At last the work was finished, and he sent in his tender. And now he was more restless than ever. For a week he waited for an answer, tramping in and out of the place, going off for rides on Bijou, and coming back with his horse dripping with sweat. An impatient man cannot possibly ride at any pace but a gallop. The days pa.s.sed; Peer was sleepless, and ate nothing. More days pa.s.sed. At last he came bursting into the nursery one morning: ”Trunk call, Merle; summons to a meeting of the Company Directors. Quick's the word. Come and help me pack--sharp.” And in no time he was off again to the city.
Now it was Merle's turn to walk up and down in suspense. It mattered little to her in itself whether he got the work or not, but she was keenly anxious that he should win.
A couple of days later a telegram came: ”Hurrah, wife!” And Merle danced round the room, waving the telegram above her head.
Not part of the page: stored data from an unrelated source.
//! Catalog data type descriptor to canonical SQL type.

use serde::Deserialize;
use thiserror::Error;

#[derive(Debug, Error)]
pub enum DataTypeError {
    #[error("Malformed type descriptor: {0}")]
    Decode(#[from] serde_json::Error),
    #[error("Type descriptor for {kind} has a scale but no precision")]
    MissingPrecision { kind: String },
}

/// Structured type descriptor as reported in a catalog column's `data_type` field.
///
/// Unknown fields (`byteLength`, ...) are ignored.
#[derive(Debug, Clone, PartialEq, Eq, Deserialize)]
pub struct TypeDescriptor {
    #[serde(rename = "type")]
    pub kind: String,
    pub nullable: bool,
    #[serde(default)]
    pub fixed: Option<bool>,
    #[serde(default)]
    pub length: Option<u64>,
    #[serde(default)]
    pub precision: Option<u32>,
    #[serde(default)]
    pub scale: Option<u32>,
}

impl TypeDescriptor {
    /// Decode a descriptor from its JSON text.
    pub fn parse(json: &str) -> Result<Self, DataTypeError> {
        Ok(serde_json::from_str(json)?)
    }

    /// Canonical lowercase type name with its parameters.
    pub fn canonical(&self) -> Result<String, DataTypeError> {
        let mut typ = match (self.kind.as_str(), self.fixed) {
            ("FIXED", _) => "NUMBER".to_string(),
            ("TEXT", Some(true)) => "CHAR".to_string(),
            ("TEXT", Some(false)) => "VARCHAR".to_string(),
            (kind, _) => kind.to_string(),
        };

        if let Some(length) = self.length {
            typ = format!("{}({})", typ, length);
        } else if let Some(scale) = self.scale {
            let precision = self.precision.ok_or_else(|| DataTypeError::MissingPrecision {
                kind: self.kind.clone(),
            })?;

            if precision == 0 {
                typ = format!("{}({})", typ, scale);
                if typ == "TIMESTAMP_NTZ(9)" {
                    typ = "TIMESTAMP".to_string();
                }
            } else if scale == 0 {
                typ = format!("{}({})", typ, precision);
                if typ == "NUMBER(38)" {
                    typ = "INT".to_string();
                } else if typ.starts_with("NUMBER(") {
                    typ = format!("INT({})", precision);
                }
            } else {
                typ = format!("{}({},{})", typ, precision, scale);
            }
        }

        Ok(typ.to_lowercase())
    }
}

/// Decode a JSON descriptor and return its canonical type with the nullability flag.
pub fn normalize(json: &str) -> Result<(String, bool), DataTypeError> {
    let descriptor = TypeDescriptor::parse(json)?;
    Ok((descriptor.canonical()?, descriptor.nullable))
}

#[cfg(test)]
mod tests {
    use super::*;

    fn canonical(json: &str) -> String {
        TypeDescriptor::parse(json).unwrap().canonical().unwrap()
    }

    #[test]
    fn test_fixed_types() {
        assert_eq!(
            canonical(r#"{"type":"FIXED","precision":38,"scale":0,"nullable":false}"#),
            "int"
        );
        assert_eq!(
            canonical(r#"{"type":"FIXED","precision":10,"scale":0,"nullable":false}"#),
            "int(10)"
        );
        assert_eq!(
            canonical(r#"{"type":"FIXED","precision":10,"scale":2,"nullable":true}"#),
            "number(10,2)"
        );
    }

    #[test]
    fn test_text_types() {
        assert_eq!(
            canonical(r#"{"type":"TEXT","fixed":true,"length":5,"nullable":false}"#),
            "char(5)"
        );
        assert_eq!(
            canonical(
                r#"{"type":"TEXT","length":16777216,"byteLength":16777216,"nullable":true,"fixed":false}"#
            ),
            "varchar(16777216)"
        );
        assert_eq!(canonical(r#"{"type":"TEXT","length":10,"nullable":true}"#), "text(10)");
    }

    #[test]
    fn test_timestamp_types() {
        assert_eq!(
            canonical(r#"{"type":"TIMESTAMP_NTZ","precision":0,"scale":9,"nullable":true}"#),
            "timestamp"
        );
        assert_eq!(
            canonical(r#"{"type":"TIMESTAMP_LTZ","precision":0,"scale":9,"nullable":true}"#),
            "timestamp_ltz(9)"
        );
        assert_eq!(
            canonical(r#"{"type":"TIMESTAMP_NTZ","precision":0,"scale":3,"nullable":true}"#),
            "timestamp_ntz(3)"
        );
    }

    #[test]
    fn test_plain_types() {
        assert_eq!(canonical(r#"{"type":"BOOLEAN","nullable":true}"#), "boolean");
        assert_eq!(canonical(r#"{"type":"DATE","nullable":false}"#), "date");
        assert_eq!(canonical(r#"{"type":"REAL","nullable":true}"#), "real");
    }

    #[test]
    fn test_normalize_is_deterministic() {
        let json = r#"{"type":"FIXED","precision":12,"scale":4,"nullable":false}"#;
        assert_eq!(normalize(json).unwrap(), normalize(json).unwrap());
        assert_eq!(normalize(json).unwrap(), ("number(12,4)".to_string(), false));
    }

    #[test]
    fn test_malformed_descriptor() {
        assert!(matches!(
            TypeDescriptor::parse(r#"{"nullable":true}"#),
            Err(DataTypeError::Decode(_))
        ));
        assert!(matches!(normalize("not json"), Err(DataTypeError::Decode(_))));
        assert!(matches!(
            normalize(r#"{"type":"FIXED","scale":2,"nullable":true}"#),
            Err(DataTypeError::MissingPrecision { .. })
        ));
    }
}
The next day he was back home again and tramping up and down the room.
”What do you think your father will say to it, Merle--ha!”
”Father? Say to what?”
”When I ask him to be my surety for a couple of hundred thousand crowns?”
”Is father to be in it, too?” Merle looked at him open-eyed.
”Oh, if he doesn't want to, we'll let him off. But at any rate I'll ask him first. Goodbye.” And Peer drove off into town.
In Lorentz Uthoug's big house you had to pa.s.s through the hardware shop to get to his office, which lay behind. Peer knocked at the door, with a portfolio under his arm. Herr Uthoug had just lit the gas, and was on the point of sitting down at his American roll-top desk, when Peer entered. The grey-bearded head with the close thick hair turned towards him, darkened by the shadow from the green shade of the burner.
”You, is it?” said he. ”Sit down. You've been to Christiania, I hear.
And what are you busy with now?”
They sat down opposite each other. Peer explained, calmly and with confidence.
”And what does the thing amount to?” asked Uthoug, his face coming out of the shadow and looking at Peer in the full light.
”Two million four hundred thousand.”
The old man laid his hairy hands on the desk and rose to his feet, staring at the other and breathing deeply. The sum half-stunned him.
Beside it he himself and his work seemed like dust in the balance. Where were all his plans and achievements now, his greatness, his position, his authority in the town? Compared with amounts like this, what were the paltry sums he had been used to handle?
”I--I didn't quite catch--” he stammered. ”Did you say two millions?”
”Yes. I daresay it seems a trifle to you,” said Peer. ”Indeed, I've handled contracts myself that ran to fifty million francs.”
”What? How much did you say?” Uthoug began to move restlessly about the room. He clutched his hair, and gazed at Peer as if doubting whether he was quite sober.
At the same time he felt it would never do to let himself be so easily thrown off his balance. He tried to pull himself together.
”And what do you make out of it?” he asked.